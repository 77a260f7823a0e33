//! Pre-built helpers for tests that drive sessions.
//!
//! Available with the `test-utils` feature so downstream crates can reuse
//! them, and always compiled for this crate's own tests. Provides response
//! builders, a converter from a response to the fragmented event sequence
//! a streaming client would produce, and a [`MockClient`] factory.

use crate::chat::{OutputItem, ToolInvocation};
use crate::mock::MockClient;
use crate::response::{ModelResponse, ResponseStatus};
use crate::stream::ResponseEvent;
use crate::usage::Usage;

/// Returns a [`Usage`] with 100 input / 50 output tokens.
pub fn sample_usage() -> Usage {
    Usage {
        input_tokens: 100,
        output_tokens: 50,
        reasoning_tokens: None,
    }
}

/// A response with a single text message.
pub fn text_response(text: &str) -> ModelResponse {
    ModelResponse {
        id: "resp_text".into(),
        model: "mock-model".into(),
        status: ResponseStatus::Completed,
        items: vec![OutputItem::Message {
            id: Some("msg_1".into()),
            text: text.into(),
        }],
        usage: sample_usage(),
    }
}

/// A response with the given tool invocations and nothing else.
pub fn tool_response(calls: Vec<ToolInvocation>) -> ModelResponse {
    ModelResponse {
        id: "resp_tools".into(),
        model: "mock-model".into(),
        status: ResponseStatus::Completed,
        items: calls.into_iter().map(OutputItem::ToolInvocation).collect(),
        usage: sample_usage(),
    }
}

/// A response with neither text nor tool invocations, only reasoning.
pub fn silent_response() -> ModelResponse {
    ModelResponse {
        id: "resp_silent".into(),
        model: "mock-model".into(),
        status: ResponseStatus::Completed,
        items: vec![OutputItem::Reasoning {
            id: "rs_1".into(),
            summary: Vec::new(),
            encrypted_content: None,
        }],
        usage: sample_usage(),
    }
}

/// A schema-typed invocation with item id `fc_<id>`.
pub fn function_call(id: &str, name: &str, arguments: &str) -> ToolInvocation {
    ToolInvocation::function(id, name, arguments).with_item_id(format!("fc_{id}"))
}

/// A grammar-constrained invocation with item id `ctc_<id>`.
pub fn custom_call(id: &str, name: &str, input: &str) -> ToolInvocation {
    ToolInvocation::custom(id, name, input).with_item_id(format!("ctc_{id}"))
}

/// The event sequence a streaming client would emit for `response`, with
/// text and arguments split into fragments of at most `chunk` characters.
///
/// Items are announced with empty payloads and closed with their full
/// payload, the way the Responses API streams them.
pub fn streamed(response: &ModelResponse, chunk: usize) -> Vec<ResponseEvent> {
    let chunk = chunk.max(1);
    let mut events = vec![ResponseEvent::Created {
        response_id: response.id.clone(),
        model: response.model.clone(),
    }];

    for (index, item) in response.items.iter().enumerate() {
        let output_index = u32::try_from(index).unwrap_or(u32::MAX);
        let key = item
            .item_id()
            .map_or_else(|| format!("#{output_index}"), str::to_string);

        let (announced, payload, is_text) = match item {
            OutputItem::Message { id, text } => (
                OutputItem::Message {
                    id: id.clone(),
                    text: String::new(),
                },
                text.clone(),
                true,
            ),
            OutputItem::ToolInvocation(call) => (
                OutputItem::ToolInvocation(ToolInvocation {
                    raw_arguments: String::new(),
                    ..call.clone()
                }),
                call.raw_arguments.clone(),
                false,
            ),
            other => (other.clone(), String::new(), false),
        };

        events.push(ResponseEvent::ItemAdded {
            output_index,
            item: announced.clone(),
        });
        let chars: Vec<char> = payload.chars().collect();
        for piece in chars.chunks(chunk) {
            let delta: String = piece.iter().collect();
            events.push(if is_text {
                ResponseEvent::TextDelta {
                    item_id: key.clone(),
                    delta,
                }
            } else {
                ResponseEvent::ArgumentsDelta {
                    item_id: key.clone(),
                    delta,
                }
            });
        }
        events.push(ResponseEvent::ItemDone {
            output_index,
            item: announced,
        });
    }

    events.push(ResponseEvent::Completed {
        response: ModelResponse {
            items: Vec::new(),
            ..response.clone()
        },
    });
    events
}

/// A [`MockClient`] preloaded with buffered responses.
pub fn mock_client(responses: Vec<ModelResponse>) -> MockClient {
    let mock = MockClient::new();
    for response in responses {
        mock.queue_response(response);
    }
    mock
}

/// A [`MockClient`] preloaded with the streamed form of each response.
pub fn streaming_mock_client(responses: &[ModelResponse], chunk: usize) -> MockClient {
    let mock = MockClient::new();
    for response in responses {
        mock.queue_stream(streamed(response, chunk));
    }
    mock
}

Problem to solve →
The response must consist solely of the lines from the first line of the entries through the line containing "pub fn custom_call(id: &str, name: &str, input: &str)", repeated exactly.

Expected answer →
repository 77a260f7823a0e33
//! Pre-built helpers for tests that drive sessions.
//!
//! Available with the `test-utils` feature so downstream crates can reuse
//! them, and always compiled for this crate's own tests. Provides response
//! builders, a converter from a response to the fragmented event sequence
//! a streaming client would produce, and a [`MockClient`] factory.

use crate::chat::{OutputItem, ToolInvocation};
use crate::mock::MockClient;
use crate::response::{ModelResponse, ResponseStatus};
use crate::stream::ResponseEvent;
use crate::usage::Usage;

/// Returns a [`Usage`] with 100 input / 50 output tokens.
pub fn sample_usage() -> Usage {
    Usage {
        input_tokens: 100,
        output_tokens: 50,
        reasoning_tokens: None,
    }
}

/// A response with a single text message.
pub fn text_response(text: &str) -> ModelResponse {
    ModelResponse {
        id: "resp_text".into(),
        model: "mock-model".into(),
        status: ResponseStatus::Completed,
        items: vec![OutputItem::Message {
            id: Some("msg_1".into()),
            text: text.into(),
        }],
        usage: sample_usage(),
    }
}

/// A response with the given tool invocations and nothing else.
pub fn tool_response(calls: Vec<ToolInvocation>) -> ModelResponse {
    ModelResponse {
        id: "resp_tools".into(),
        model: "mock-model".into(),
        status: ResponseStatus::Completed,
        items: calls.into_iter().map(OutputItem::ToolInvocation).collect(),
        usage: sample_usage(),
    }
}

/// A response with neither text nor tool invocations, only reasoning.
pub fn silent_response() -> ModelResponse {
    ModelResponse {
        id: "resp_silent".into(),
        model: "mock-model".into(),
        status: ResponseStatus::Completed,
        items: vec![OutputItem::Reasoning {
            id: "rs_1".into(),
            summary: Vec::new(),
            encrypted_content: None,
        }],
        usage: sample_usage(),
    }
}

/// A schema-typed invocation with item id `fc_<id>`.
pub fn function_call(id: &str, name: &str, arguments: &str) -> ToolInvocation {
    ToolInvocation::function(id, name, arguments).with_item_id(format!("fc_{id}"))
}

/// A grammar-constrained invocation with item id `ctc_<id>`.
pub fn custom_call(id: &str, name: &str, input: &str) -> ToolInvocation {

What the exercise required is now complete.